My truth about spring is that I wish it would never end. I’d like to see a full twelve months of spring and here’s the reason why.

It’s just more beautiful. Way more beautiful. I live in Southern California and the hills around us are brown nearly all the year. But sometime in, let’s say maybe February or so, we have some rain. The result depends on how much rain we get, but it usually means being surrounded by hills of green, a color I’ve sorely missed since we lived in New England for five years. Some years, the green lasts for a week—on a lucky year, maybe for a month. When my husband interviewed for a job here, our visit happened to coincide with this green period; I can’t remember our discussions about whether we should move here or not, but the green hills would certainly have taken their place on the side of moving. Obviously, we did, and now we’ve been here for more years than I care to think about.
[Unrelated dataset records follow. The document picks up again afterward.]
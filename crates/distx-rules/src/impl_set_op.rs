//! Set operations and grouping-set expansion.
//!
//! UNION ALL concatenates its inputs where they are. UNION, INTERSECT and EXCEPT
//! compare whole rows, so every input is shuffled on all of its columns first.
//! INTERSECT is commutative and builds its hash table from the first input; the
//! inputs are reordered smallest first.

use distx_core::error::Result;
use distx_core::expr::{LogicalOp, LogicalOpKind, SetOpKind};
use distx_core::pattern::Pattern;
use distx_core::physical::{PhysicalOp, PlanNode};
use distx_core::plan::LogicalPlan;
use distx_core::properties::DistributionRequirement;
use distx_core::rule::{OptContext, Rule, RuleType};
use distx_core::stats::Statistics;
use tracing::debug;

pub struct ImplSetOperationRule;

impl Rule for ImplSetOperationRule {
    fn name(&self) -> &str {
        "ImplSetOperation"
    }

    fn rule_type(&self) -> RuleType {
        RuleType::Implementation
    }

    fn pattern(&self) -> Pattern {
        Pattern::node(LogicalOpKind::SetOperation)
    }

    fn implement(
        &self,
        plan: &LogicalPlan,
        children: &[PlanNode],
        stats: &Statistics,
        ctx: &mut OptContext,
    ) -> Result<Vec<PlanNode>> {
        let LogicalOp::SetOperation {
            kind,
            output,
            inputs,
        } = &plan.op
        else {
            return Ok(vec![]);
        };

        let mut branches: Vec<(PlanNode, Vec<_>)> = children
            .iter()
            .cloned()
            .zip(inputs.iter().cloned())
            .collect();
        if *kind == SetOpKind::Intersect {
            branches.sort_by(|(a, _), (b, _)| a.stats.row_count.total_cmp(&b.stats.row_count));
        }

        let (children, inputs): (Vec<PlanNode>, Vec<_>) = if *kind == SetOpKind::UnionAll {
            branches.into_iter().unzip()
        } else {
            branches
                .into_iter()
                .map(|(child, columns)| {
                    let required = DistributionRequirement::ShuffleHash(columns.clone());
                    (ctx.enforce(child, &required), columns)
                })
                .unzip()
        };
        debug!("{:?} over {} inputs", kind, children.len());

        let node = ctx.make_node(
            PhysicalOp::SetOperation {
                kind: *kind,
                output: output.clone(),
                inputs,
            },
            children,
            stats.clone(),
        );
        Ok(vec![node])
    }
}

/// Repeat → Repeat. Runs wherever its input is; the aggregate above handles
/// placement.
pub struct ImplRepeatRule;

impl Rule for ImplRepeatRule {
    fn name(&self) -> &str {
        "ImplRepeat"
    }

    fn rule_type(&self) -> RuleType {
        RuleType::Implementation
    }

    fn pattern(&self) -> Pattern {
        Pattern::node(LogicalOpKind::Repeat)
    }

    fn implement(
        &self,
        plan: &LogicalPlan,
        children: &[PlanNode],
        stats: &Statistics,
        ctx: &mut OptContext,
    ) -> Result<Vec<PlanNode>> {
        let LogicalOp::Repeat {
            repeat_columns,
            grouping_sets,
            grouping_id,
        } = &plan.op
        else {
            return Ok(vec![]);
        };
        let node = ctx.make_node(
            PhysicalOp::Repeat {
                repeat_columns: repeat_columns.clone(),
                grouping_sets: grouping_sets.clone(),
                grouping_id: grouping_id.clone(),
            },
            children.to_vec(),
            stats.clone(),
        );
        Ok(vec![node])
    }
}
Of course, irrigation means green lawns, but there are fewer every year as people avoid their rapidly increasing water bills by ripping out their lawns and replacing them with cacti and succulents. Or concrete, sometimes painted green, sometimes not. No one is talking about decreasing drip irrigation yet, but sprinklers are often limited to twice a week (predicted to drop to once a week this summer).
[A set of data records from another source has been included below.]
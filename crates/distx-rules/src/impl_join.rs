//! # Join Distribution Selection
//!
//! Implements logical joins as distributed hash joins (or nested-loop joins when
//! the condition has no equi key). The strategy decides which side moves:
//!
//! | Strategy        | Probe side          | Build side                       |
//! |-----------------|---------------------|----------------------------------|
//! | `Colocate`      | stays               | stays                            |
//! | `BucketShuffle` | stays               | shuffled by the probe's buckets  |
//! | `Broadcast`     | stays               | copied to every backend          |
//! | `Replicated`    | stays               | copied to every backend          |
//! | `Shuffle`       | shuffled on the keys| shuffled on the keys             |
//!
//! The first feasible strategy in that order wins, so a colocate join is chosen
//! even when a broadcast would be estimated cheaper. Inner joins are planned in
//! both orientations: the orientation with the higher-precedence strategy wins,
//! ties go to the cheaper one. Outer, semi and anti joins keep their sides.
//!
//! A join hint forces its strategy when it is feasible. Infeasible hints fall back
//! to the precedence order and the reason is kept on the join node next to the
//! reason colocation was not possible.

use distx_core::config::OptimizerConfig;
use distx_core::error::Result;
use distx_core::expr::*;
use distx_core::pattern::Pattern;
use distx_core::physical::{JoinDistribution, PhysicalOp, PlanNode};
use distx_core::plan::LogicalPlan;
use distx_core::properties::{BucketSpec, DistributionRequirement};
use distx_core::rule::{OptContext, Rule, RuleType};
use distx_core::stats::Statistics;
use std::collections::HashSet;
use tracing::debug;

/// Implement equi joins as hash joins with a distribution strategy.
pub struct ImplHashJoinRule;

impl Rule for ImplHashJoinRule {
    fn name(&self) -> &str {
        "ImplHashJoin"
    }

    fn rule_type(&self) -> RuleType {
        RuleType::Implementation
    }

    fn pattern(&self) -> Pattern {
        Pattern::join()
    }

    fn implement(
        &self,
        plan: &LogicalPlan,
        children: &[PlanNode],
        stats: &Statistics,
        ctx: &mut OptContext,
    ) -> Result<Vec<PlanNode>> {
        let LogicalOp::Join {
            join_type,
            condition,
            hint,
        } = &plan.op
        else {
            return Ok(vec![]);
        };
        let [left, right] = children else {
            return Ok(vec![]);
        };
        let (eq_keys, residual) = extract_equi_keys(condition.as_ref(), &ids(left), &ids(right));
        if eq_keys.is_empty() {
            return Ok(vec![]);
        }
        let join_type = match join_type {
            JoinType::Cross => JoinType::Inner,
            other => *other,
        };
        let other_condition = Expr::and_all(residual);

        let mut orientations = vec![Orientation {
            probe: left,
            build: right,
            eq_keys: eq_keys.clone(),
        }];
        if join_type == JoinType::Inner {
            orientations.push(Orientation {
                probe: right,
                build: left,
                eq_keys: eq_keys.iter().map(|(l, r)| (r.clone(), l.clone())).collect(),
            });
        }

        let mut best: Option<PlanNode> = None;
        let mut best_precedence = 0;
        for orientation in &orientations {
            let (strategy, reasons) = choose_strategy(orientation, join_type, *hint, ctx.config);
            let distribution = strategy.distribution();
            let (probe_req, build_req) = strategy.requirements(orientation);
            let probe = ctx.enforce(orientation.probe.clone(), &probe_req);
            let build = ctx.enforce(orientation.build.clone(), &build_req);
            let node = ctx.make_node(
                PhysicalOp::HashJoin {
                    join_type,
                    distribution,
                    eq_keys: orientation.eq_keys.clone(),
                    other_condition: other_condition.clone(),
                    colocate_reason: reasons.join("; "),
                    runtime_filters: Vec::new(),
                },
                vec![probe, build],
                stats.clone(),
            );
            let precedence = distribution.precedence();
            let better = match &best {
                None => true,
                Some(current) => {
                    precedence > best_precedence
                        || (precedence == best_precedence && node.cost < current.cost)
                }
            };
            if better {
                best_precedence = precedence;
                best = Some(node);
            }
        }

        if let Some(node) = &best {
            if let PhysicalOp::HashJoin { distribution, .. } = &node.op {
                debug!(
                    "{} join planned as {} (probe rows={:.0}, build rows={:.0})",
                    join_type,
                    distribution,
                    node.children[0].stats.row_count,
                    node.children[1].stats.row_count
                );
            }
        }
        Ok(best.into_iter().collect())
    }
}
//! # Catalog Interface
//!
//! The catalog provides the optimizer with metadata about the database schema and
//! the statistics facade provides table/column statistics. Both are external
//! services; the optimizer only sees them through the [`Catalog`] and
//! [`StatisticsProvider`] traits.
//!
//! ## Table Metadata
//!
//! A table has a keys type (duplicate rows or pre-aggregated keys), partitions with
//! their partition-column values, an optional bucket distribution and a list of
//! rollups (materialized indexes over a subset of its columns).
//!
//! ## Caching
//!
//! [`StatisticsCache`] wraps a provider for the duration of one optimization pass so
//! every `(table, column)` pair is fetched at most once.
//!
//! `InMemoryCatalog` implements both traits and is what tests and the HTTP service
//! use. It is populated programmatically or deserialized from JSON.

use crate::expr::{ScalarValue, TableRef};
use crate::stats::ColumnStatistic;
use serde::{Deserialize, Serialize};
use std::cell::RefCell;
use std::collections::HashMap;

/// Whether a table stores raw rows or rows pre-aggregated by key.
#[derive(Debug, Clone, Copy, PartialEq, Eq, Default, Serialize, Deserialize)]
pub enum KeysType {
    #[default]
    Duplicate,
    Aggregate,
}

/// Aggregation applied by the storage engine to a value column of an
/// aggregate-keyed table or rollup.
#[derive(Debug, Clone, Copy, PartialEq, Eq, Serialize, Deserialize)]
pub enum StorageAggType {
    Sum,
    Min,
    Max,
    Replace,
    /// Stores a partial row count of `source`; re-aggregated with `sum`.
    Count,
}

#[derive(Debug, Clone, PartialEq, Serialize, Deserialize)]
pub struct ColumnMeta {
    pub name: String,
    /// `None` for key columns.
    #[serde(default)]
    pub agg_type: Option<StorageAggType>,
}

impl ColumnMeta {
    pub fn key(name: impl Into<String>) -> Self {
        Self {
            name: name.into(),
            agg_type: None,
        }
    }

    pub fn value(name: impl Into<String>, agg: StorageAggType) -> Self {
        Self {
            name: name.into(),
            agg_type: Some(agg),
        }
    }
}

/// Hash bucketing of a table's rows across tablets.
#[derive(Debug, Clone, PartialEq, Serialize, Deserialize)]
pub struct BucketDistributionMeta {
    pub columns: Vec<String>,
    pub buckets: u32,
    /// Tables in the same colocate group place equal bucket values on the same node.
    #[serde(default)]
    pub colocate_group: Option<String>,
}

#[derive(Debug, Clone, PartialEq, Serialize, Deserialize)]
pub struct PartitionMeta {
    pub id: u64,
    pub name: String,
    /// One value per partition column.
    pub values: Vec<ScalarValue>,
}

/// A value column stored by a rollup: `agg(source)` under `name`.
#[derive(Debug, Clone, PartialEq, Serialize, Deserialize)]
pub struct RollupValueColumn {
    pub name: String,
    pub agg: StorageAggType,
    pub source: String,
}

/// A materialized index over a subset of a table's columns.
#[derive(Debug, Clone, PartialEq, Serialize, Deserialize)]
pub struct RollupMeta {
    pub name: String,
    pub keys_type: KeysType,
    /// Key columns in sort-key order.
    pub key_columns: Vec<String>,
    #[serde(default)]
    pub value_columns: Vec<RollupValueColumn>,
    #[serde(default)]
    pub row_count: Option<u64>,
}

impl RollupMeta {
    pub fn has_key(&self, column: &str) -> bool {
        self.key_columns.iter().any(|k| k == column)
    }

    pub fn value_column(&self, source: &str, agg: StorageAggType) -> Option<&RollupValueColumn> {
        self.value_columns
            .iter()
            .find(|v| v.source == source && v.agg == agg)
    }

    /// Whether the rollup stores `column` at all, as key or value.
    pub fn has_column(&self, column: &str) -> bool {
        self.has_key(column) || self.value_columns.iter().any(|v| v.name == column)
    }
}

#[derive(Debug, Clone, PartialEq, Serialize, Deserialize)]
pub struct TableMeta {
    pub table: TableRef,
    #[serde(default)]
    pub keys_type: KeysType,
    pub columns: Vec<ColumnMeta>,
    #[serde(default)]
    pub partition_columns: Vec<String>,
    #[serde(default)]
    pub partitions: Vec<PartitionMeta>,
    #[serde(default)]
    pub distribution: Option<BucketDistributionMeta>,
    #[serde(default)]
    pub rollups: Vec<RollupMeta>,
}

impl TableMeta {
    pub fn new(table: TableRef, columns: Vec<ColumnMeta>) -> Self {
        Self {
            table,
            keys_type: KeysType::Duplicate,
            columns,
            partition_columns: Vec::new(),
            partitions: Vec::new(),
            distribution: None,
            rollups: Vec::new(),
        }
    }

    pub fn column(&self, name: &str) -> Option<&ColumnMeta> {
        self.columns.iter().find(|c| c.name == name)
    }

    /// Key columns of the base table, in declaration order.
    pub fn key_columns(&self) -> Vec<String> {
        self.columns
            .iter()
            .filter(|c| c.agg_type.is_none())
            .map(|c| c.name.clone())
            .collect()
    }

    /// The base table described as a rollup of itself.
    pub fn base_index(&self, row_count: Option<u64>) -> RollupMeta {
        RollupMeta {
            name: self.table.name.clone(),
            keys_type: self.keys_type,
            key_columns: self.key_columns(),
            value_columns: self
                .columns
                .iter()
                .filter_map(|c| {
                    c.agg_type.map(|agg| RollupValueColumn {
                        name: c.name.clone(),
                        agg,
                        source: c.name.clone(),
                    })
                })
                .collect(),
            row_count,
        }
    }

    pub fn rollup(&self, name: &str) -> Option<&RollupMeta> {
        self.rollups.iter().find(|r| r.name == name)
    }
}

/// Catalog provides schema information.
pub trait Catalog: Send + Sync {
    fn table(&self, table: &TableRef) -> Option<&TableMeta>;
}

/// Read-only statistics facade.
pub trait StatisticsProvider: Send + Sync {
    /// Statistic of one column; [`ColumnStatistic::unknown`] when absent.
    fn column_statistic(&self, table: &TableRef, column: &str) -> ColumnStatistic;
    fn table_row_count(&self, table: &TableRef) -> Option<u64>;
}

/// Per-pass cache in front of a [`StatisticsProvider`].
pub struct StatisticsCache<'a> {
    provider: &'a dyn StatisticsProvider,
    columns: RefCell<HashMap<(TableRef, String), ColumnStatistic>>,
    rows: RefCell<HashMap<TableRef, Option<u64>>>,
}

impl<'a> StatisticsCache<'a> {
    pub fn new(provider: &'a dyn StatisticsProvider) -> Self {
        Self {
            provider,
            columns: RefCell::new(HashMap::new()),
            rows: RefCell::new(HashMap::new()),
        }
    }

    pub fn column_statistic(&self, table: &TableRef, column: &str) -> ColumnStatistic {
        let key = (table.clone(), column.to_string());
        if let Some(hit) = self.columns.borrow().get(&key) {
            return hit.clone();
        }
        let stat = self.provider.column_statistic(table, column);
        self.columns.borrow_mut().insert(key, stat.clone());
        stat
    }

    pub fn table_row_count(&self, table: &TableRef) -> Option<u64> {
        if let Some(hit) = self.rows.borrow().get(table) {
            return *hit;
        }
        let rows = self.provider.table_row_count(table);
        self.rows.borrow_mut().insert(table.clone(), rows);
        rows
    }
}

/// In-memory catalog and statistics store for testing and development.
///
/// Tables are keyed by their fully-qualified name (`schema.table`).
#[derive(Debug, Clone, Default, Serialize, Deserialize)]
pub struct InMemoryCatalog {
    #[serde(default)]
    pub tables: HashMap<String, TableMeta>,
    #[serde(default)]
    pub row_counts: HashMap<String, u64>,
    /// Column statistics keyed by table name, then column name.
    #[serde(default)]
    pub column_stats: HashMap<String, HashMap<String, ColumnStatistic>>,
}

impl InMemoryCatalog {
    pub fn new() -> Self {
        Self::default()
    }

    pub fn add_table(&mut self, meta: TableMeta) {
        self.tables.insert(meta.table.to_string(), meta);
    }

    pub fn set_row_count(&mut self, table: &TableRef, rows: u64) {
        self.row_counts.insert(table.to_string(), rows);
    }

    pub fn set_column_statistic(&mut self, table: &TableRef, column: &str, stat: ColumnStatistic) {
        self.column_stats
            .entry(table.to_string())
            .or_default()
            .insert(column.to_string(), stat);
    }
}

impl Catalog for InMemoryCatalog {
    fn table(&self, table: &TableRef) -> Option<&TableMeta> {
        self.tables.get(&table.to_string())
    }
}

impl StatisticsProvider for InMemoryCatalog {
    fn column_statistic(&self, table: &TableRef, column: &str) -> ColumnStatistic {
        self.column_stats
            .get(&table.to_string())
            .and_then(|cols| cols.get(column))
            .cloned()
            .unwrap_or_else(ColumnStatistic::unknown)
    }

    fn table_row_count(&self, table: &TableRef) -> Option<u64> {
        self.row_counts.get(&table.to_string()).copied()
    }
}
But the glory of the spring is the flowers. If seeds have just been planted, the sun (not yet scorching) and the balmy air (still gentle) mean that the seeds will germinate quickly and almost spring upward, exploding into tender shoots, spreading out into foliage, and growing taller every day. That’s what’s happening with the cosmos seeds I planted, and the morning glory seeds have also sprouted and are starting to cling to the lowest bar of the trellis. (I must admit that the other seeds I planted—foxglove, coneflower, and Shasta daisy—have either only put up a weak shoot or two or have not sprouted at all despite my faithfully watering them with a gentle spray for a few minutes every day. I’m putting this failure down to possibly old seeds.) Even a lonely, ivory daffodil is blooming, six weeks later than its fellows drooped and withered. I don’t know why it’s so tardy; maybe it didn’t want to miss out on being part of the spring show.

But the truly spectacular show is presented by plants that are already established. The sage is blooming, and the hummingbird is back. I use the singular because I do not know whether there is one or several—they’re all female Annas and I can’t tell them apart. The bees have not returned to the gaura, more floriferous than ever this year, and that worries me. I ‘ve read about the sharp decrease in pollinators and I wonder if something has happened to the individuals who sometimes contested my right to walk on the side of the house where the gaura are planted.

The roses, of course, are the high point of the spring explosion of bloom. It’s still too early for aphids and the thrips haven’t appeared yet. Only a solitary June bug has been around, awkwardly flying into walls on occasion, but still doing damage as he nibbles on rosebuds, and leafcutter bees have scissored some neat circles into a few rose leaves. We remembered to fertilizer earlier this year and the roses are pumping out blooms like there’s no tomorrow (as there may not be if the hungry thrips arrive)—their colors, ranging from delicate shades to the deeply dramatic, their shapes changing from tightly-furled buds to unfolding petals to full-blown flowers that sometimes reveal their golden hearts.

It’s a visual feast at any time of day. Sometimes this surfeit of beauty exudes peace and other times, the beauty is almost too much to absorb at once; furthermore, it is coupled with the knowledge that I must absorb it quickly because it is transitory and will not last. Summer is almost here.

For all these reasons, I celebrate spring and wish it would never end.